Palmetazos de ahogados
Hay unanimidad en considerar que la performance de la Pompeu Fabra entre Irene Montero y Gabriel Rufián es un ejercicio de supervivencia de ambos, que están anticipando lo mal que les puede ir en las próximas citas electorales. Eso si es que alguien les pone en alguna lista, que es algo que no está tan claro. Más bien parece que, conscientes de que nadie les va a llamar para formar parte de cualquier candidatura de consenso, son ellos los que han tomado la iniciativa de reclamarla.
Pero el escorzo para salir en la foto es tan forzado como evidente, y hasta es complicado no sentir por ellos un poquito de pena; porque el verlos tan buenitos, tan sonrientes, tan atentos entre ellos como amables con los demás, no puede ocultar la humillación que tienen que sentir ante el olvido y abandono a que les someten aquellos camaradas de IU y Sumar a los que tanto despreciaron.
Como, además, el tema fue lo que se esperaba: más un photocall que una puesta en común de ideas y proyectos que no existen fuera de su proyección personal, mal se justifica que se le dedique al evento ni esta pequeña reseña de la motivación de los protagonistas, que, en cualquier caso, debería incluirse en la sección de esquelas.
Respecto a Rufián todo se resume diciendo que no quiere volver a una Barcelona que le desprecia y le ignora. «De quien no me quiere, vil despojo», dice el soneto de sor Juana Inés de la Cruz. El nacionalismo, como el aldeanismo paleto (que viene a ser lo mismo), se cura viajando; y ese ha sido su problema, que ha salido y no quiere volver a la cueva anacrónica del supremacismo catalán, en la que, además, sólo le dejan estar en la zona de servicio. Porque en Madrid se ha convertido en un influencer, en un colega, en un personaje. Le invitan, le saludan y hasta le agasajan de forma transversal, ya sea en los restaurantes del barrio de las Letras, en las tabernas de Lavapiés o en los garitos de moda de Iñigo Onieva. Nada que ver con la displicencia con la que, por charnego, por inculto y por pobre, le tratan en el Upper Diagonal.

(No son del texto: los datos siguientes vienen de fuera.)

//! Solar oven simulation library
//!
//! This crate simulates cooking sessions for three solar oven designs
//! (box, parabolic, funnel) and summarizes how they perform:
//! - Seeded irradiance and temperature curves over a fixed session
//! - Per-oven statistics (mean, peak, spread, efficiency ratio, time to cook)
//! - Per-phase averages and radiation/temperature correlation
//! - Monte Carlo ensembles with percentile distributions
//! - A recommendation per cooking need
//!
//! ```ignore
//! use solaroven_core::{SessionConfig, simulate, summarize, recommend};
//!
//! let config = SessionConfig::default();
//! let result = simulate(&config, 42)?;
//! let summaries = summarize(&result, &config);
//! let picks = recommend(&summaries, &config.ovens);
//! ```

#![warn(clippy::all)]

// ============================================================================
// Core modules
// ============================================================================

pub mod analysis;
pub mod error;
pub mod simulation;

// ============================================================================
// Type definition modules
// ============================================================================

pub mod model;

// ============================================================================
// Test modules
// ============================================================================

#[cfg(test)]
mod tests;

// ============================================================================
// Public re-exports for convenience
// ============================================================================

pub use analysis::{EfficiencySummary, EnsembleReport, Need, Recommendation, recommend, summarize};
pub use error::{ConfigError, SimulationError};
pub use model::{CookingPhase, OvenProfile, OvenReading, OvenType, SessionConfig, SessionResult};
pub use simulation::{monte_carlo_simulate, simulate};
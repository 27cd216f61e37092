//! Integration tests for the analysis tool
//!
//! Tests are organized by topic:
//! - `analysis` - End-to-end runs from analysis files
//! - `export` - Files written to the output directory

mod analysis;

Su afán, por eso, no es otro que buscar un cobijo en un tejadillo comunistoide fuera de Cataluña, aunque tenga que renunciar a lo que sea, incluido el separatismo; porque es difícil que te voten en Madrid si solo hablas de la independencia de tu patria, que, además, no es la misma que la patria de los que te tienen que votar. Y, en su ignorancia, hasta pretendía que ERC le acompañara en esta singladura, ignorando que los republicanos catalanes tienen en su identidad de origen la negativa a unirse a la izquierda nacional.
Para Irene Montero, que ha protagonizado la carrera más absurda e inmerecida (para ella y para los españoles) de la política contemporánea, este es un movimiento más de impulso de esa carrera, que, aunque comenzó el día que se unió con Pablo Iglesias, puede que termine antes de que se rompa la unión con Pablo Iglesias. Podemos está a punto de desaparecer por ser, en esencia, un comunismo anacrónico, aunque viniera envuelto en un populismo del siglo XXI; pero, sobre todo, por las contradicciones paradigmáticas de sus líderes, y en especial del matrimonio Iglesias. Pero al contrario que Pablo, que aunque es muy vago tiene habilidad y atributos para ganarse la vida, Irene necesita un empleo público, y por eso para ella esta maniobra con Rufián no deja de ser una forma de echar un currículum.
Fuera de estos obituarios personales, y para que conste que perdimos el tiempo escuchando lo que se dijo, el mensaje se puede resumir en que hay que juntar todas las siglas de la izquierda en una sola para cada circunscripción electoral, pero sin poner programas en común y «sin que nadie renuncie a nada». Se olvidaron de explicarnos cómo evitarán que un comunista de Badajoz piense que está apoyando a los separatistas periféricos o que, al contrario, los supremacistas catalanes crean que votan por aquellos gandules que se gastan en Andalucía o en Extremadura lo que les roban desde Madrid.
Así que, para que la unanimidad de verdad lo sea, coincido con la opinión de todos en que se trata de una operación de auto salvamento de estos dos inútiles, que ya estaban sintiendo el olor dulzón de la gangrena en una carrera política que, por otro lado, ha sido injusta e incomprensiblemente larga. Solamente añadir que, tal como decíamos, el separatismo supremacista y el populismo de izquierdas son incompatibles para sus respectivos votantes, aunque Rufián y Montero no lo quieran ver; y por eso su iniciativa será como los palmetazos desesperados de los que intentan no ahogarse, que solo consiguen hundir más al infeliz al que se agarran.